O governo de Luiz Inácio Lula da Silva enfrenta um desafio constante: manter a governabilidade no Congresso Nacional. A relação entre Executivo e Legislativo é crucial para a aprovação de leis e a condução das políticas públicas. Em 2024, essa dinâmica se mostra complexa, marcada por negociações intensas e um cenário fragmentado.
A composição do Congresso
O Congresso atual é formado por 513 deputados e 81 senadores. A polarização política se reflete na distribuição de cadeiras. Partidos aliados ao governo detêm uma parte significativa, mas a oposição é expressiva e organizada. A base aliada, composta por legendas como PT, PP, União Brasil e MDB, busca costurar apoio para os projetos do Palácio do Planalto.
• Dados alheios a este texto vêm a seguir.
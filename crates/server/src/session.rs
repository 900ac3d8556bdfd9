//! Client sessions known to the server.

use asteroid_sim::PlayerNumber;

/// A joined client.
#[derive(Debug, Clone, PartialEq, Eq)]
pub struct ClientSession {
    pub client_id: u64,
    pub player_number: PlayerNumber,
    /// Server clock minus client clock at join time, in milliseconds.
    pub clock_delta_ms: i64,
}

impl ClientSession {
    pub fn new(
        client_id: u64,
        player_number: PlayerNumber,
        server_time_ms: u64,
        client_time_ms: u64,
    ) -> Self {
        Self {
            client_id,
            player_number,
            clock_delta_ms: server_time_ms as i64 - client_time_ms as i64,
        }
    }
}
//! Full matches over the loopback network.
//!
//! Clients assert on every checksum they confirm, so reaching the end of a
//! run means every confirmed frame matched the server bit for bit.

use asteroid_harness::{HarnessConfig, MatchDriver, MatchOutcome, NetworkConditions};
use asteroid_replay::{VerifyOptions, read_replay, verify_replay, write_replay};
use asteroid_server::EndReason;
use asteroid_sim::INVALID_PLAYER;

fn config(seed: u64, max_frames: u32) -> HarnessConfig {
    HarnessConfig {
        seed,
        max_frames,
        start_delay_ms: 100,
        ..HarnessConfig::default()
    }
}

fn run(config: &HarnessConfig, conditions: NetworkConditions) -> MatchOutcome {
    let mut driver = MatchDriver::with_conditions(config, conditions);
    driver.run().expect("all datagrams decode");
    driver.finish()
}

fn assert_progressed(outcome: &MatchOutcome, max_frames: u32) {
    assert!(
        outcome.final_frame >= max_frames || outcome.end_reason == EndReason::Complete,
        "server stopped at frame {} ({:?})",
        outcome.final_frame,
        outcome.end_reason
    );
    for &frame in &outcome.client_frames {
        assert!(frame > 0, "a client never confirmed a frame");
        assert!(frame <= outcome.final_frame);
    }
}

#[test]
fn test_perfect_network_match() {
    let config = config(1, 300);
    let outcome = run(&config, NetworkConditions::PERFECT);

    assert_progressed(&outcome, 300);
    assert_eq!(outcome.network.dropped, 0);
    if outcome.end_reason == EndReason::Aborted {
        assert_eq!(outcome.winner, INVALID_PLAYER);
    }
}

#[test]
fn test_lossy_network_match() {
    let config = HarnessConfig {
        packet_loss: 0.1,
        ..config(7, 400)
    };
    let mut driver = MatchDriver::new(&config);
    driver.run().unwrap();

    for client in driver.clients() {
        assert!(client.current_frame() >= client.last_validate_frame());
    }
    let outcome = driver.finish();
    assert_progressed(&outcome, 400);
    assert!(outcome.network.dropped > 0);
}

#[test]
fn test_high_latency_match() {
    let config = config(3, 300);
    let conditions = NetworkConditions {
        reliable_latency_ms: 200,
        unreliable_latency_ms: 200,
        unreliable_margin_ms: 100,
        packet_loss: 0.2,
    };
    let outcome = run(&config, conditions);
    assert_progressed(&outcome, 300);
}

#[test]
fn test_same_seed_same_match() {
    let config = config(11, 250);
    let conditions = NetworkConditions {
        reliable_latency_ms: 40,
        unreliable_latency_ms: 60,
        unreliable_margin_ms: 30,
        packet_loss: 0.05,
    };
    let first = run(&config, conditions);
    let second = run(&config, conditions);
    assert_eq!(first, second);
}

#[test]
fn test_recorded_replay_verifies_from_disk() {
    let config = config(5, 300);
    let outcome = run(&config, NetworkConditions::PERFECT);
    let artifact = outcome.replay.expect("server records replays");
    assert_eq!(artifact.final_frame, outcome.final_frame);
    assert_eq!(artifact.spawns.len(), 2);

    let dir = tempfile::tempdir().unwrap();
    let path = dir.path().join("match.replay");
    write_replay(&artifact, &path).unwrap();
    let loaded = read_replay(&path).unwrap();
    assert_eq!(loaded, artifact);
    verify_replay(&loaded, &VerifyOptions::default()).unwrap();
}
No entanto, a fidelidade partidária nem sempre garante votos. Lideranças regionais e interesses específicos de parlamentares influenciam as decisões. A articulação política, tarefa conduzida principalmente pela Casa Civil e pelo Ministério das Relações Institucionais, trabalha para construir pontes e garantir os 257 votos necessários na Câmara dos Deputados e 41 no Senado para aprovar matérias importantes.
Desafios e Conquistas
Um dos principais desafios é a reforma tributária, aprovada com ampla margem, mas que ainda exige a regulamentação de diversos pontos. A agenda econômica, com foco em controle inflacionário e crescimento, também depende do aval do Legislativo. A oposição, por sua vez, utiliza seu poder para fiscalizar o governo e apresentar suas próprias propostas.
O governo tem buscado dialogar com diferentes frentes. O vice-presidente Geraldo Alckmin tem papel importante nessa ponte com setores do centro. A liberação de emendas parlamentares se tornou uma ferramenta essencial para garantir apoio. Cerca de R$ 30 bilhões foram destinados a emendas em 2023, e a expectativa é que esse valor se mantenha em 2024.
O Poder das Comissões
As comissões permanentes e temporárias do Congresso também são palco de intensas disputas. A aprovação de indicações para cargos em estatais e agências reguladoras passa por essas instâncias. A articulação política se estende para a presidência dessas comissões, que definem a pauta de votações.
A relação com o presidente da Câmara, Arthur Lira (PP-AL), e o presidente do Senado, Rodrigo Pacheco (PSD-MG), é fundamental. Ambos exercem grande influência na condução dos trabalhos legislativos e nas negociações com o Executivo. O diálogo constante é a chave para evitar impasses e garantir o avanço da pauta governamental.
A aprovação de projetos considerados prioritários pelo governo, como o Arcabouço Fiscal, demonstrou a capacidade de articulação. Contudo, a tramitação de outros temas enfrenta resistências e exige negociações mais prolongadas. A fragmentação partidária e a presença de um número considerável de parlamentares sem partido ou com legendas de pouca expressão dificultam a formação de maiorias sólidas.
A governabilidade em 2024, portanto, se configura como um exercício diário de negociação e construção de consensos. O governo Lula precisa manter a base aliada coesa e, ao mesmo tempo, dialogar com setores da oposição para avançar em sua agenda. A capacidade de adaptação e a habilidade política serão determinantes para o sucesso da gestão.